Arts organisations in Wales are invited to apply for funding to undertake innovation projects, using digital technology as a tool to help improve audience reach and engagement, or develop new business models.
The Digital Innovation Fund for the Arts in Wales is a partnership between Arts Council of Wales and Nesta. The fund is looking to support arts organisations across Wales who want to work with digital technologies to:
  • Expand their audience reach and engagement.
  • Explore new business models.
The programme adopts a four-stage process:
  1. Identify Challenges and Opportunities
  2. Build Teams and Generate Ideas
  3. Research and Develop
  4. Embed and Scale.
Organisations invited to take part in the Build Teams and Generate Ideas phase will be awarded a fixed sum of £5,000 to develop ideas and form a partnership with a suitable technology company.
From this stage, organisations will be able to pitch for up to £75,000 of funding to undertake a full R&D project, including 12 days of business support and a comprehensive workshop programme to support the project.
Stage one - Identify Challenges and Opportunities - is open to all organisations and a series of workshops will run until the end of October. The deadline for applications to the second stage - Build Teams and Generate Ideas - is 11 December 2015. The third stage - Research and Develop - will close to applications on 25 April 2016.

(Source: Grantfinder)

Lloyds Bank Foundation

Lloyds Bank Foundation for England and Wales Reopens for Applications

The Lloyds Bank Foundation for England and Wales has changed to a ‘grant round approach from 2016’. Previously, charities could apply for funding at any time.

There will now be three grant rounds in 2016:

   - Round 1 will be open for enquiries from 5 October to 20 November 2015.
   - Round 2 will be open for enquiries from 4 January 2016 to 18 March 2016.
   - Round 3 will be open for enquiries from 25 April 2016 to 8 June 2016.

Charities and charitable incorporated organisations in England and Wales can apply for Foundation funding through the following two programmes:

   - Invest - a flexible, long-term core funding programme for charities delivering clear, targeted outcomes for disadvantaged people. These grants are up to £25,000 per year for two or three years, with the opportunity for continuation funding for a further period - up to six years in total.
   - Enable - a smaller and shorter grants programme for charities that have identified clear development needs. This funding aims to help the organisations deliver their mission more effectively. These grants are up to a total £15,000 over two years.
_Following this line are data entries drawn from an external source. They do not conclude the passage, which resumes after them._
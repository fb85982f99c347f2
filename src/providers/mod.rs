use crate::{CheckpointRecord, InstanceDescriptor, InstanceStatus, StoreError};

/// Storage abstraction for the append-only per-instance checkpoint log plus
/// instance descriptors and lifecycle status.
///
/// The log is the single source of truth for "has this step already
/// happened": the engine reconstructs every resume decision from
/// `read_all` plus the deterministic workflow body, never from in-memory
/// state. Stores must therefore be durable across process restart (the
/// in-memory store is a test utility).
#[async_trait::async_trait]
pub trait CheckpointStore: Send + Sync {
    /// Create a new instance with status `Running`. Fails with
    /// `StoreError::InstanceExists` if the id is already known.
    async fn create_instance(&self, descriptor: &InstanceDescriptor) -> Result<(), StoreError>;

    /// Read an instance's descriptor, if it exists.
    async fn read_instance(&self, instance: &str) -> Result<Option<InstanceDescriptor>, StoreError>;

    /// Read an instance's lifecycle status, if it exists.
    async fn read_status(&self, instance: &str) -> Result<Option<InstanceStatus>, StoreError>;

    /// Persist a new lifecycle status for an existing instance.
    async fn set_status(&self, instance: &str, status: InstanceStatus) -> Result<(), StoreError>;

    /// Append one checkpoint record. Sequences are gapless: `record.sequence`
    /// must equal the current log length. Re-appending a record identical to
    /// the one already at its sequence is a no-op success; a differing record
    /// at an occupied sequence fails with `StoreError::Conflict`.
    async fn append(&self, instance: &str, record: CheckpointRecord) -> Result<(), StoreError>;

    /// Read the full checkpoint log for an instance, in sequence order.
    async fn read_all(&self, instance: &str) -> Result<Vec<CheckpointRecord>, StoreError>;

    /// Enumerate known instance ids.
    async fn list_instances(&self) -> Vec<String>;

    /// Remove an instance and its log. External retention/cleanup only; the
    /// engine itself never destroys instances.
    async fn remove_instance(&self, instance: &str) -> Result<(), StoreError>;

    /// Clear all store data (test utility).
    async fn reset(&self);
}

/// Shared append validation: enforces gapless sequencing, idempotent
/// re-append, and conflict detection. Returns `Ok(true)` when the record
/// should be written, `Ok(false)` for a duplicate no-op.
pub(crate) fn validate_append(
    instance: &str,
    existing: &[CheckpointRecord],
    record: &CheckpointRecord,
) -> Result<bool, StoreError> {
    let len = existing.len() as u64;
    if record.sequence < len {
        let prior = &existing[record.sequence as usize];
        if prior.same_effect(record) {
            return Ok(false);
        }
        return Err(StoreError::Conflict {
            instance: instance.to_string(),
            sequence: record.sequence,
            detail: format!(
                "recorded step '{}' ({:?}) contradicts appended step '{}' ({:?})",
                prior.step_name, prior.outcome, record.step_name, record.outcome
            ),
        });
    }
    if record.sequence > len {
        return Err(StoreError::OutOfOrder {
            instance: instance.to_string(),
            expected: len,
            got: record.sequence,
        });
    }
    Ok(true)
}

/// In-memory store for tests.
pub mod in_memory;
/// Filesystem-backed store for local durability.
pub mod fs;
//! Replay semantics: an interrupted instance resumes exactly after its last
//! durable checkpoint, already-completed steps are never re-invoked, and a
//! body that diverges from its recorded history is rejected.

use std::sync::atomic::{AtomicBool, AtomicU32, Ordering};
use std::sync::{Arc, Mutex};
use std::time::Duration;

use duraflow::{ActivityRegistry, InstanceStatus, OrchestrationRegistry, Runtime};

mod common;

#[tokio::test(flavor = "multi_thread")]
async fn resume_skips_completed_steps() {
    common::init_tracing();

    let step_one_count = Arc::new(AtomicU32::new(0));
    let gate_count = Arc::new(AtomicU32::new(0));
    let step_two_count = Arc::new(AtomicU32::new(0));
    let resumed = Arc::new(AtomicBool::new(false));
    // Logical clock observed at the top of each body execution.
    let observed_times = Arc::new(Mutex::new(Vec::<u64>::new()));

    let activities = {
        let c1 = Arc::clone(&step_one_count);
        let cg = Arc::clone(&gate_count);
        let c2 = Arc::clone(&step_two_count);
        let resumed = Arc::clone(&resumed);
        ActivityRegistry::builder()
            .register("step_one", move |input: String| {
                let c = Arc::clone(&c1);
                async move {
                    c.fetch_add(1, Ordering::SeqCst);
                    Ok(format!("{input}+one"))
                }
            })
            .register("gate", move |_input: String| {
                let c = Arc::clone(&cg);
                let resumed = Arc::clone(&resumed);
                async move {
                    c.fetch_add(1, Ordering::SeqCst);
                    if !resumed.load(Ordering::SeqCst) {
                        // Simulated crash: the first execution parks here
                        // forever, leaving no checkpoint for this step.
                        futures::future::pending::<()>().await;
                    }
                    Ok("open".to_string())
                }
            })
            .register("step_two", move |input: String| {
                let c = Arc::clone(&c2);
                async move {
                    c.fetch_add(1, Ordering::SeqCst);
                    Ok(format!("{input}+two"))
                }
            })
            .build()
    };

    let orchestrations = {
        let times = Arc::clone(&observed_times);
        OrchestrationRegistry::builder()
            .register("ThreeSteps", move |ctx, input: String| {
                let times = Arc::clone(&times);
                async move {
                    times.lock().unwrap().push(ctx.current_logical_time_ms());
                    let a = ctx.call_activity("step_one", input).await?;
                    let _ = ctx.call_activity("gate", "").await?;
                    ctx.call_activity("step_two", a).await
                }
            })
            .build()
    };

    let (runtime, store) = common::mem_runtime(activities.clone(), orchestrations.clone());
    runtime
        .start_if_not_running("replay-1", "ThreeSteps", "in")
        .await
        .unwrap();
    assert!(
        common::wait_for_records(&store, "replay-1", 1, 5_000).await,
        "step_one was never checkpointed"
    );
    assert_eq!(step_one_count.load(Ordering::SeqCst), 1);
    // Wait until the first execution is actually parked inside the gate.
    let deadline = std::time::Instant::now() + Duration::from_secs(5);
    while gate_count.load(Ordering::SeqCst) == 0 {
        assert!(std::time::Instant::now() < deadline, "gate was never reached");
        tokio::time::sleep(Duration::from_millis(5)).await;
    }
    assert_eq!(store.read_status("replay-1").await.unwrap(), Some(InstanceStatus::Running));

    // "Restart": a fresh runtime over the same store picks the instance up.
    resumed.store(true, Ordering::SeqCst);
    let recovered = Runtime::new(store.clone(), activities, orchestrations);
    let status = recovered.resume("replay-1").await.unwrap();

    assert_eq!(status, InstanceStatus::Completed { output: "in+one+two".to_string() });
    assert_eq!(
        step_one_count.load(Ordering::SeqCst),
        1,
        "completed step must not be re-invoked on resume"
    );
    assert_eq!(gate_count.load(Ordering::SeqCst), 2, "interrupted step runs again");
    assert_eq!(step_two_count.load(Ordering::SeqCst), 1);
    assert_eq!(store.read_all("replay-1").await.unwrap().len(), 3);

    // Both executions saw the same logical base time.
    let times = observed_times.lock().unwrap();
    assert_eq!(times.len(), 2);
    assert_eq!(times[0], times[1]);
}

#[tokio::test(flavor = "multi_thread")]
async fn resume_of_terminal_instance_returns_stored_status() {
    common::init_tracing();
    let invocations = Arc::new(AtomicU32::new(0));
    let counter = Arc::clone(&invocations);
    let activities = ActivityRegistry::builder()
        .register("echo", move |input: String| {
            let c = Arc::clone(&counter);
            async move {
                c.fetch_add(1, Ordering::SeqCst);
                Ok(input)
            }
        })
        .build();
    let orchestrations = OrchestrationRegistry::builder()
        .register("Echo", |ctx, input: String| async move {
            ctx.call_activity("echo", input).await
        })
        .build();

    let (runtime, _store) = common::mem_runtime(activities, orchestrations);
    runtime.start_if_not_running("echo-1", "Echo", "hello").await.unwrap();
    let first = runtime
        .wait_for_completion("echo-1", Duration::from_secs(5))
        .await
        .unwrap();
    assert_eq!(first, InstanceStatus::Completed { output: "hello".to_string() });

    let again = runtime.resume("echo-1").await.unwrap();
    assert_eq!(again, first);
    assert_eq!(invocations.load(Ordering::SeqCst), 1);
}

#[tokio::test(flavor = "multi_thread")]
async fn diverging_body_is_rejected_as_nondeterministic() {
    common::init_tracing();

    let activities = ActivityRegistry::builder()
        .register("alpha", |_input: String| async move { Ok("a".to_string()) })
        .register("beta", |_input: String| async move { Ok("b".to_string()) })
        .register("gate", |_input: String| async move {
            futures::future::pending::<()>().await;
            Ok(String::new())
        })
        .build();

    let v1 = OrchestrationRegistry::builder()
        .register("Evolving", |ctx, _input: String| async move {
            let _ = ctx.call_activity("alpha", "x").await?;
            ctx.call_activity("gate", "").await
        })
        .build();

    let (runtime, store) = common::mem_runtime(activities.clone(), v1);
    runtime.start_if_not_running("evolve-1", "Evolving", "").await.unwrap();
    assert!(common::wait_for_records(&store, "evolve-1", 1, 5_000).await);

    // Same orchestration name, different program: the first recorded step no
    // longer matches what the body asks for.
    let v2 = OrchestrationRegistry::builder()
        .register("Evolving", |ctx, _input: String| async move {
            let _ = ctx.call_activity("beta", "x").await?;
            ctx.call_activity("gate", "").await
        })
        .build();
    let swapped = Runtime::new(store.clone(), activities, v2);
    let status = swapped.resume("evolve-1").await.unwrap();
    match status {
        InstanceStatus::Failed { error } => {
            assert!(error.contains("nondeterministic"), "unexpected error: {error}");
            assert!(error.contains("alpha"));
            assert!(error.contains("beta"));
        }
        other => panic!("expected Failed, got {other:?}"),
    }
}

#[tokio::test(flavor = "multi_thread")]
async fn latched_fatal_overrides_a_swallowing_body() {
    common::init_tracing();

    let activities = ActivityRegistry::builder()
        .register("alpha", |_input: String| async move { Ok("a".to_string()) })
        .register("beta", |_input: String| async move { Ok("b".to_string()) })
        .register("gate", |_input: String| async move {
            futures::future::pending::<()>().await;
            Ok(String::new())
        })
        .build();

    let v1 = OrchestrationRegistry::builder()
        .register("Swallower", |ctx, _input: String| async move {
            let _ = ctx.call_activity("alpha", "x").await?;
            ctx.call_activity("gate", "").await
        })
        .build();
    let (runtime, store) = common::mem_runtime(activities.clone(), v1);
    runtime.start_if_not_running("swallow-1", "Swallower", "").await.unwrap();
    assert!(common::wait_for_records(&store, "swallow-1", 1, 5_000).await);

    // This body ignores every step error and claims success; the engine-level
    // determinism violation must still fail the instance.
    let v2 = OrchestrationRegistry::builder()
        .register("Swallower", |ctx, _input: String| async move {
            let _ = ctx.call_activity("beta", "x").await;
            Ok("pretend everything is fine".to_string())
        })
        .build();
    let swapped = Runtime::new(store.clone(), activities, v2);
    let status = swapped.resume("swallow-1").await.unwrap();
    assert!(
        matches!(status, InstanceStatus::Failed { ref error } if error.contains("nondeterministic")),
        "got {status:?}"
    );
}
Organisations are expected to be working with people experiencing multiple disadvantage at one of the critical points in their life.

Applicants must be working with people who are 17 years or older and experiencing at least one of the following:

   - Have been abused or are at risk of abuse.
   - Are victims of sexual exploitation.
   - Are ex-offenders or those at risk of offending.
   - Are long term unemployed.
   - Are leaving care.
   - Are homeless.
   - Have learning disabilities.
   - Have mental health and wellbeing issues.
   - Have addictions.
   - Are isolated and vulnerable.
   - Have severe financial difficulty as a compounding disadvantage.

The only exceptions are young people who are under 17 years of age and young parents or looked after children and disabled young people moving into independent living.

To be eligible, organisations must:

   - Be registered with the Charity Commission.
   - Operate mainly in England and Wales.
   - Have at least one year of published accounts covering a 12 month operating period.
   - Have a one year track record of direct service delivery.
   - Have an income in the last set of published accounts of between £25,000 and £1 million.
   - Have free reserves of less than 12 months’ expenditure in the last set of published accounts.
   - Have an active board of at least three Trustees.

The deadline for Round 1 applications is 20 November 2015.